We had little in common ideologically and he would tease me about my leftism. “If the Left has a future, there is no future left” was his constant taunt. I turned it on its head and used it in my own public speeches: “If the Left has no future, there is no future left.” When I told him how I had freely adapted his line, he complained that you can’t even crack a joke with a leftist without being misquoted. At the same time he had more than a grudging respect for the commitment of Left parties to people’s causes and considered them the least corruptible in the political spectrum.

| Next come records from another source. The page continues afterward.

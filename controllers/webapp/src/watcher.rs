//! Kubernetes resource watchers.
//!
//! Runs `kube_runtime::Controller` over WebApps and the four resource kinds
//! they own. Any change to a WebApp or to an owned object triggers a pass for
//! that WebApp; the runtime never runs two passes for the same object at once.

use crate::backoff::BackoffRegistry;
use crate::config::ControllerConfig;
use crate::error::ControllerError;
use crate::metrics;
use crate::reconciler::{ReconcileOutcome, Reconciler};
use crate::server::ServerState;
use crds::{Certificate, WebApp};
use futures::StreamExt;
use k8s_openapi::NamespaceResourceScope;
use k8s_openapi::api::apps::v1::Deployment;
use k8s_openapi::api::core::v1::Service;
use k8s_openapi::api::networking::v1::Ingress;
use kube::{Api, Client, Resource};
use kube_runtime::{
    Controller, watcher,
    controller::{Action, Config as RuntimeConfig},
};
use resource_store::ObjectKey;
use serde::de::DeserializeOwned;
use std::fmt::Debug;
use std::sync::Arc;
use std::time::{Duration, Instant};
use tokio_util::sync::CancellationToken;
use tracing::{debug, error, info, warn};

/// Shared state handed to every reconciliation
pub struct Context {
    pub reconciler: Reconciler,
    /// Cancelled once the watcher has stopped; each pass runs on a child token
    pub shutdown: CancellationToken,
    pub reconcile_timeout: Duration,
    pub backoffs: BackoffRegistry,
}

impl Context {
    pub fn new(reconciler: Reconciler, config: &ControllerConfig, shutdown: CancellationToken) -> Self {
        Self {
            reconciler,
            shutdown,
            reconcile_timeout: config.reconcile_timeout,
            backoffs: BackoffRegistry::new(config.error_backoff_min, config.error_backoff_max),
        }
    }
}

pub(crate) fn to_action(outcome: ReconcileOutcome) -> Action {
    match outcome {
        ReconcileOutcome::Converged => Action::await_change(),
        ReconcileOutcome::RequeueAfter(delay) => Action::requeue(delay),
    }
}

/// One reconciliation pass, bounded by the configured deadline
pub(crate) async fn reconcile(web_app: Arc<WebApp>, ctx: Arc<Context>) -> Result<Action, ControllerError> {
    let key = ObjectKey::from_resource(web_app.as_ref()).ok_or_else(|| {
        ControllerError::InvalidObject("WebApp without name or namespace".to_string())
    })?;

    debug!(webapp = %key, "Reconciling WebApp");
    metrics::increment_reconciliations();
    let started = Instant::now();

    let pass = ctx.shutdown.child_token();
    let deadline = tokio::spawn({
        let pass = pass.clone();
        let timeout = ctx.reconcile_timeout;
        async move {
            tokio::time::sleep(timeout).await;
            pass.cancel();
        }
    });
    let result = ctx.reconciler.reconcile(&key, &pass).await;
    deadline.abort();

    metrics::observe_reconciliation_duration(started.elapsed().as_secs_f64());

    match result {
        Ok(outcome) => {
            ctx.backoffs.reset(&key);
            if matches!(outcome, ReconcileOutcome::RequeueAfter(_)) {
                metrics::increment_certificate_pending();
            }
            Ok(to_action(outcome))
        }
        Err(e) => {
            metrics::increment_reconciliation_errors(e.step());
            Err(e.into())
        }
    }
}

/// Requeue failed WebApps with a per-object Fibonacci backoff
///
/// A pass cut short by shutdown is not a failure of the WebApp and leaves its
/// backoff untouched.
pub(crate) fn error_policy(web_app: Arc<WebApp>, error: &ControllerError, ctx: Arc<Context>) -> Action {
    if ctx.shutdown.is_cancelled() {
        info!("Reconciliation interrupted by shutdown: {}", error);
        return Action::await_change();
    }
    match ObjectKey::from_resource(web_app.as_ref()) {
        Some(key) => {
            let delay = ctx.backoffs.next_backoff(&key);
            error!(webapp = %key, "Reconciliation failed, retrying in {:?}: {}", delay, error);
            Action::requeue(delay)
        }
        None => {
            error!("Reconciliation failed for unidentifiable WebApp: {}", error);
            Action::await_change()
        }
    }
}

fn scoped_api<K>(client: &Client, namespace: Option<&str>) -> Api<K>
where
    K: Resource<Scope = NamespaceResourceScope, DynamicType = ()> + Clone + Debug + DeserializeOwned,
{
    match namespace {
        Some(ns) => Api::namespaced(client.clone(), ns),
        None => Api::all(client.clone()),
    }
}

/// Watch WebApps and their owned resources until the process is signalled
pub async fn watch_web_apps(
    client: Client,
    config: ControllerConfig,
    ctx: Arc<Context>,
    state: Arc<ServerState>,
) -> Result<(), ControllerError> {
    let namespace = config.namespace.as_deref();
    info!(
        "Starting WebApp watcher ({})",
        namespace.unwrap_or("all namespaces")
    );

    let runtime_config = RuntimeConfig::default().concurrency(config.max_concurrent_reconciles);

    let controller = Controller::new(scoped_api::<WebApp>(&client, namespace), watcher::Config::default())
        .owns(scoped_api::<Certificate>(&client, namespace), watcher::Config::default())
        .owns(scoped_api::<Deployment>(&client, namespace), watcher::Config::default())
        .owns(scoped_api::<Service>(&client, namespace), watcher::Config::default())
        .owns(scoped_api::<Ingress>(&client, namespace), watcher::Config::default())
        .with_config(runtime_config)
        .shutdown_on_signal();

    state.mark_ready();

    controller
        .run(reconcile, error_policy, ctx)
        .for_each(|res| async move {
            match res {
                Ok((obj, _)) => debug!("Reconciled WebApp {}", obj),
                Err(e) => warn!("WebApp controller error: {}", e),
            }
        })
        .await;

    info!("WebApp watcher stopped");
    Ok(())
}

#[cfg(test)]
mod tests {
    use super::*;
    use crate::error::{ReconcileError, ReconcileStep};
    use crate::reconciler::CERTIFICATE_WAIT;
    use crate::test_utils::*;
    use resource_store::{MockResourceStore, StoreError, StoreOperation};

    fn context(store: &MockResourceStore, timeout: Duration) -> Arc<Context> {
        let config = ControllerConfig {
            reconcile_timeout: timeout,
            ..Default::default()
        };
        Arc::new(Context::new(
            create_test_reconciler(store),
            &config,
            CancellationToken::new(),
        ))
    }

    #[test]
    fn test_outcome_to_action() {
        assert_eq!(to_action(ReconcileOutcome::Converged), Action::await_change());
        assert_eq!(
            to_action(ReconcileOutcome::RequeueAfter(CERTIFICATE_WAIT)),
            Action::requeue(Duration::from_secs(5))
        );
    }

    #[tokio::test]
    async fn test_pending_certificate_requeues() {
        let store = MockResourceStore::new();
        let web_app = create_test_blog();
        store.insert_web_app(web_app.clone());
        let ctx = context(&store, Duration::from_secs(30));

        let action = reconcile(Arc::new(web_app), ctx).await.unwrap();
        assert_eq!(action, Action::requeue(CERTIFICATE_WAIT));
    }

    #[tokio::test]
    async fn test_deadline_cancels_the_pass() {
        let store = MockResourceStore::new();
        let web_app = create_test_blog();
        store.insert_web_app(web_app.clone());
        store.hang_on(StoreOperation::ApplyService);
        let ctx = context(&store, Duration::from_millis(20));

        let err = reconcile(Arc::new(web_app), ctx).await.unwrap_err();
        assert!(matches!(
            err,
            ControllerError::Reconcile(ReconcileError::Cancelled { step: ReconcileStep::ApplyService })
        ));
    }

    #[tokio::test]
    async fn test_shutdown_cancels_the_pass() {
        let store = MockResourceStore::new();
        let web_app = create_test_blog();
        store.insert_web_app(web_app.clone());
        let ctx = context(&store, Duration::from_secs(30));
        ctx.shutdown.cancel();

        let err = reconcile(Arc::new(web_app), ctx).await.unwrap_err();
        assert!(matches!(
            err,
            ControllerError::Reconcile(ReconcileError::Cancelled { step: ReconcileStep::FetchWebApp })
        ));
    }

    #[tokio::test]
    async fn test_error_policy_backs_off_until_success() {
        let store = MockResourceStore::new();
        let web_app = Arc::new(create_test_blog());
        store.insert_web_app(create_test_blog());
        let ctx = context(&store, Duration::from_secs(30));
        let minutes = |m: u64| Action::requeue(Duration::from_secs(m * 60));

        for expected in [minutes(1), minutes(1), minutes(2)] {
            store.fail_next(StoreOperation::GetWebApp, StoreError::Unavailable("down".to_string()));
            let err = reconcile(web_app.clone(), ctx.clone()).await.unwrap_err();
            assert_eq!(error_policy(web_app.clone(), &err, ctx.clone()), expected);
        }

        reconcile(web_app.clone(), ctx.clone()).await.unwrap();

        store.fail_next(StoreOperation::GetWebApp, StoreError::Unavailable("down".to_string()));
        let err = reconcile(web_app.clone(), ctx.clone()).await.unwrap_err();
        assert_eq!(error_policy(web_app, &err, ctx), minutes(1));
    }

    #[tokio::test]
    async fn test_shutdown_does_not_count_as_failure() {
        let store = MockResourceStore::new();
        let web_app = Arc::new(create_test_blog());
        store.insert_web_app(create_test_blog());
        let shutdown = CancellationToken::new();
        let ctx = Arc::new(Context::new(
            create_test_reconciler(&store),
            &ControllerConfig::default(),
            shutdown.clone(),
        ));

        shutdown.cancel();
        let err = reconcile(web_app.clone(), ctx.clone()).await.unwrap_err();
        assert_eq!(error_policy(web_app.clone(), &err, ctx.clone()), Action::await_change());

        // The interrupted pass left no backoff behind
        let ctx = Arc::new(Context {
            shutdown: CancellationToken::new(),
            ..Arc::into_inner(ctx).unwrap()
        });
        store.fail_next(StoreOperation::GetWebApp, StoreError::Unavailable("down".to_string()));
        let err = reconcile(web_app.clone(), ctx.clone()).await.unwrap_err();
        assert_eq!(error_policy(web_app, &err, ctx), Action::requeue(Duration::from_secs(60)));
    }
}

In the first decade of 2000, Cho, N. Ram and I as moderator did a topical biweekly series titled “South File” commissioned by Doordarshan. It looked at issues in the four southern States and interspersed investigative field reports with a discussion on a predetermined theme among the three of us in the studio. Ram and Cho agreed on some issues, disagreed on more others, and agreed to disagree on yet others, but the discussion was always as civil as it was forthright and informed by a respect for each other’s intellectual integrity and political honesty. He would arrive at the studio for each session of the recording, seated like an alert hobgoblin in the front next to the driver in his modest-sized car, a security man looking like a liability in the back seat. As he readied for the programme, he would make those hilarious and yet politically loaded observations between bouts of loud and insistent throat clearing. Even that medical drill seemed in character and funny then but was to take its toll on his health and force his end when it came—prematurely it seems because the man’s visage never really aged—in his eighties.

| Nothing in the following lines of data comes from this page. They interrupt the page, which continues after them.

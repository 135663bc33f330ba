//! Controller configuration, loaded from environment variables.

use crate::error::ControllerError;
use crate::reconciler::FIELD_MANAGER;
use std::env;
use std::str::FromStr;
use std::time::Duration;

pub const DEFAULT_PROBE_PORT: u16 = 8081;
pub const DEFAULT_RECONCILE_TIMEOUT_SECS: u64 = 30;
pub const DEFAULT_MAX_CONCURRENT_RECONCILES: u16 = 3;
pub const DEFAULT_ERROR_BACKOFF_MIN_MINUTES: u64 = 1;
pub const DEFAULT_ERROR_BACKOFF_MAX_MINUTES: u64 = 10;

#[derive(Debug, Clone, PartialEq, Eq)]
pub struct ControllerConfig {
    /// Namespace to watch, `None` for all namespaces
    pub namespace: Option<String>,
    pub field_manager: String,
    pub probe_port: u16,
    /// Deadline for a single reconciliation pass
    pub reconcile_timeout: Duration,
    pub max_concurrent_reconciles: u16,
    pub error_backoff_min: Duration,
    pub error_backoff_max: Duration,
}

impl Default for ControllerConfig {
    fn default() -> Self {
        Self {
            namespace: None,
            field_manager: FIELD_MANAGER.to_string(),
            probe_port: DEFAULT_PROBE_PORT,
            reconcile_timeout: Duration::from_secs(DEFAULT_RECONCILE_TIMEOUT_SECS),
            max_concurrent_reconciles: DEFAULT_MAX_CONCURRENT_RECONCILES,
            error_backoff_min: Duration::from_secs(DEFAULT_ERROR_BACKOFF_MIN_MINUTES * 60),
            error_backoff_max: Duration::from_secs(DEFAULT_ERROR_BACKOFF_MAX_MINUTES * 60),
        }
    }
}

fn parse_or<T: FromStr>(
    lookup: &impl Fn(&str) -> Option<String>,
    name: &str,
    default: T,
) -> Result<T, ControllerError> {
    match lookup(name) {
        Some(raw) => raw.trim().parse().map_err(|_| {
            ControllerError::InvalidConfig(format!("{name} must be a non-negative integer, got {raw:?}"))
        }),
        None => Ok(default),
    }
}

fn minutes(name: &str, value: u64) -> Result<Duration, ControllerError> {
    value
        .checked_mul(60)
        .map(Duration::from_secs)
        .ok_or_else(|| ControllerError::InvalidConfig(format!("{name} is too large, got {value}")))
}

impl ControllerConfig {
    /// Load configuration from the process environment
    pub fn from_env() -> Result<Self, ControllerError> {
        Self::from_lookup(|name| env::var(name).ok())
    }

    /// Load configuration from any variable source
    pub fn from_lookup(lookup: impl Fn(&str) -> Option<String>) -> Result<Self, ControllerError> {
        let namespace = lookup("WATCH_NAMESPACE").filter(|ns| !ns.trim().is_empty());
        let field_manager = lookup("FIELD_MANAGER")
            .filter(|fm| !fm.trim().is_empty())
            .unwrap_or_else(|| FIELD_MANAGER.to_string());

        let probe_port = parse_or(&lookup, "PROBE_PORT", DEFAULT_PROBE_PORT)?;
        let timeout_secs = parse_or(&lookup, "RECONCILE_TIMEOUT_SECS", DEFAULT_RECONCILE_TIMEOUT_SECS)?;
        let max_concurrent_reconciles =
            parse_or(&lookup, "MAX_CONCURRENT_RECONCILES", DEFAULT_MAX_CONCURRENT_RECONCILES)?;
        let backoff_min = parse_or(&lookup, "ERROR_BACKOFF_MIN_MINUTES", DEFAULT_ERROR_BACKOFF_MIN_MINUTES)?;
        let backoff_max = parse_or(&lookup, "ERROR_BACKOFF_MAX_MINUTES", DEFAULT_ERROR_BACKOFF_MAX_MINUTES)?;

        if timeout_secs == 0 {
            return Err(ControllerError::InvalidConfig(
                "RECONCILE_TIMEOUT_SECS must be greater than zero".to_string(),
            ));
        }
        if backoff_min == 0 || backoff_min > backoff_max {
            return Err(ControllerError::InvalidConfig(format!(
                "error backoff must satisfy 0 < min <= max, got {backoff_min}m..{backoff_max}m"
            )));
        }

        Ok(Self {
            namespace,
            field_manager,
            probe_port,
            reconcile_timeout: Duration::from_secs(timeout_secs),
            max_concurrent_reconciles,
            error_backoff_min: minutes("ERROR_BACKOFF_MIN_MINUTES", backoff_min)?,
            error_backoff_max: minutes("ERROR_BACKOFF_MAX_MINUTES", backoff_max)?,
        })
    }
}

#[cfg(test)]
mod tests {
    use super::*;
    use std::collections::HashMap;

    fn load(vars: &[(&str, &str)]) -> Result<ControllerConfig, ControllerError> {
        let vars: HashMap<String, String> = vars
            .iter()
            .map(|(k, v)| (k.to_string(), v.to_string()))
            .collect();
        ControllerConfig::from_lookup(|name| vars.get(name).cloned())
    }

    #[test]
    fn test_defaults() {
        assert_eq!(load(&[]).unwrap(), ControllerConfig::default());
        assert_eq!(ControllerConfig::default().field_manager, "webapp-controller");
    }

    #[test]
    fn test_overrides() {
        let config = load(&[
            ("WATCH_NAMESPACE", "prod"),
            ("FIELD_MANAGER", "platform"),
            ("PROBE_PORT", "9000"),
            ("RECONCILE_TIMEOUT_SECS", "10"),
            ("MAX_CONCURRENT_RECONCILES", "8"),
            ("ERROR_BACKOFF_MIN_MINUTES", "2"),
            ("ERROR_BACKOFF_MAX_MINUTES", "20"),
        ])
        .unwrap();

        assert_eq!(config.namespace.as_deref(), Some("prod"));
        assert_eq!(config.field_manager, "platform");
        assert_eq!(config.probe_port, 9000);
        assert_eq!(config.reconcile_timeout, Duration::from_secs(10));
        assert_eq!(config.max_concurrent_reconciles, 8);
        assert_eq!(config.error_backoff_min, Duration::from_secs(120));
        assert_eq!(config.error_backoff_max, Duration::from_secs(1200));
    }

    #[test]
    fn test_empty_namespace_means_all() {
        assert_eq!(load(&[("WATCH_NAMESPACE", "")]).unwrap().namespace, None);
    }

    #[test]
    fn test_invalid_values() {
        assert!(matches!(
            load(&[("PROBE_PORT", "http")]),
            Err(ControllerError::InvalidConfig(_))
        ));
        assert!(matches!(
            load(&[("RECONCILE_TIMEOUT_SECS", "0")]),
            Err(ControllerError::InvalidConfig(_))
        ));
        assert!(matches!(
            load(&[("ERROR_BACKOFF_MIN_MINUTES", "5"), ("ERROR_BACKOFF_MAX_MINUTES", "2")]),
            Err(ControllerError::InvalidConfig(_))
        ));
        assert!(matches!(
            load(&[("ERROR_BACKOFF_MAX_MINUTES", "18446744073709551615")]),
            Err(ControllerError::InvalidConfig(_))
        ));
    }
}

Cho rather took to the programme and when it was finally ending suggested to me that I should look at producing an Indian version of the popular British serial Yes Minister, which lampooned the political class in England. He said he would script it. I said I’d do it if he would also play a lead role in it. He said he’d consider the offer. He even had my friend from Doordarshan days, Sampath Kumar, who had worked for some years with the BBC Tamil service in London, bring him tapes of the Yes Minister series for reference. But for some reason, we didn’t proceed with the idea. I often regret we didn’t. He would have captured the quintessential caricature of the Indian politician and the wily or craven bureaucrat as few others could. But even he might have been a misfit, even in the Right, in these artistically intolerant times.